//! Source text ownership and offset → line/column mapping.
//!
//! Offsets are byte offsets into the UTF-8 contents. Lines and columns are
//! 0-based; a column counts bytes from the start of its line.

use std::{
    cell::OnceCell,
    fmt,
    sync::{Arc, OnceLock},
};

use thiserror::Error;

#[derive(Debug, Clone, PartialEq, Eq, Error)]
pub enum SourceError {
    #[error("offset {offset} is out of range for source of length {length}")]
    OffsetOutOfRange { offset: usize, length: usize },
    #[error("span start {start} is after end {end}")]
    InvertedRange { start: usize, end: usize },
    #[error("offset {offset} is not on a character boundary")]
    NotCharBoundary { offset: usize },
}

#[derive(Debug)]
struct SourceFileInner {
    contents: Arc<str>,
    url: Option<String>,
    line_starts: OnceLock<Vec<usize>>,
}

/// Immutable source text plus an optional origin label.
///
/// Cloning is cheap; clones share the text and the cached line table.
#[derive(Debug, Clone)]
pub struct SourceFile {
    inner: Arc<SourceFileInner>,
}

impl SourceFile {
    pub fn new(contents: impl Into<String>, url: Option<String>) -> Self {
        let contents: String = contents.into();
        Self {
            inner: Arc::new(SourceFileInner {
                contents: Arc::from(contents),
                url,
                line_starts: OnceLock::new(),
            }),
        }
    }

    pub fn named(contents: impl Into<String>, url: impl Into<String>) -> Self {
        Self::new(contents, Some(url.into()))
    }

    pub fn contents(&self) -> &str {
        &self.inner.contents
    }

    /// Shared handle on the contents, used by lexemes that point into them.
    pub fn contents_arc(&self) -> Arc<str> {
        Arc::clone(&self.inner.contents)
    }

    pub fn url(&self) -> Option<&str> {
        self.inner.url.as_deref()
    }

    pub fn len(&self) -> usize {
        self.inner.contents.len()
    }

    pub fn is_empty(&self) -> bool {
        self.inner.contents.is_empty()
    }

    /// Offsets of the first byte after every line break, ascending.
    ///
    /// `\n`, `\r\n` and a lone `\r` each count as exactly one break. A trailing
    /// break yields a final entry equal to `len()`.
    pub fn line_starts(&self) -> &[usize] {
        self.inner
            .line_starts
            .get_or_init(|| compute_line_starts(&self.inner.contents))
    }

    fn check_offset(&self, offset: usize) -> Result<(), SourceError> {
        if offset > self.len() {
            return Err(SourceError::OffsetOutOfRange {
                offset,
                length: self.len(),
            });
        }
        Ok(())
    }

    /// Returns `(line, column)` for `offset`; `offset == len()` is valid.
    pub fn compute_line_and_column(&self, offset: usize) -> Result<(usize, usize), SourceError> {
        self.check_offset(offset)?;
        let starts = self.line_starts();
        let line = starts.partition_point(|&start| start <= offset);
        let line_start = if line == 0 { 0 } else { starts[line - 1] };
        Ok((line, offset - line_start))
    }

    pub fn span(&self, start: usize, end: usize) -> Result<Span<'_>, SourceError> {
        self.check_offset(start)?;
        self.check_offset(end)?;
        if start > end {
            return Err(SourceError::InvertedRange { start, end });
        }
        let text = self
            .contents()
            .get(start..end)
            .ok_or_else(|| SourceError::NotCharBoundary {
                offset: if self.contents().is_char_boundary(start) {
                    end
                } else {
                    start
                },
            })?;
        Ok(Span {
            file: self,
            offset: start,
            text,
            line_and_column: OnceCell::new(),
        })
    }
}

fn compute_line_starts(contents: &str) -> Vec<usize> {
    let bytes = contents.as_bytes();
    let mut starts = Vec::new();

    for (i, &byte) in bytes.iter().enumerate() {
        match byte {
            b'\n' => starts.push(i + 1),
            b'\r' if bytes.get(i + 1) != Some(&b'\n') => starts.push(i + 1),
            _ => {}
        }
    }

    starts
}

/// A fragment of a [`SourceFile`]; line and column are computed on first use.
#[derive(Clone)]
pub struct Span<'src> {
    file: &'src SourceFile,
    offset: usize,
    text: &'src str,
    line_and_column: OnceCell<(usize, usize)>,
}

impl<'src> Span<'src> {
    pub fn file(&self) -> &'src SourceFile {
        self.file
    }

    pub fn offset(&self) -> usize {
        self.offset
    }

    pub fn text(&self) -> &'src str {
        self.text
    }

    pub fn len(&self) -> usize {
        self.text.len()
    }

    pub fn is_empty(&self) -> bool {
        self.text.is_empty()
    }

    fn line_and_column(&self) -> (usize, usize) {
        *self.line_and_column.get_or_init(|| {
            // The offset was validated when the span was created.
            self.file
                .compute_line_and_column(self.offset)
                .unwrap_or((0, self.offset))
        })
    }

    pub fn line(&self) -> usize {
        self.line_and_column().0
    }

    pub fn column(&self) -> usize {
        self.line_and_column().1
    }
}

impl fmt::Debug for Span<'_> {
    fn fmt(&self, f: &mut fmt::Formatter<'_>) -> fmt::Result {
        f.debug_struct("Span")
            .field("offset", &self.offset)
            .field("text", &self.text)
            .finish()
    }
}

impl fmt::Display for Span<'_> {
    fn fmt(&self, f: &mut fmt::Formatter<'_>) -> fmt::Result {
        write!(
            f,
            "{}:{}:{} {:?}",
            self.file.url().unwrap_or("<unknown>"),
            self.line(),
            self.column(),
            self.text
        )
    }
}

----

▸ ASSIGNED TASK: For the word "first", tally the lines of the entries in which it appears and give the total alone.

▸ WRITTEN ANSWER: 2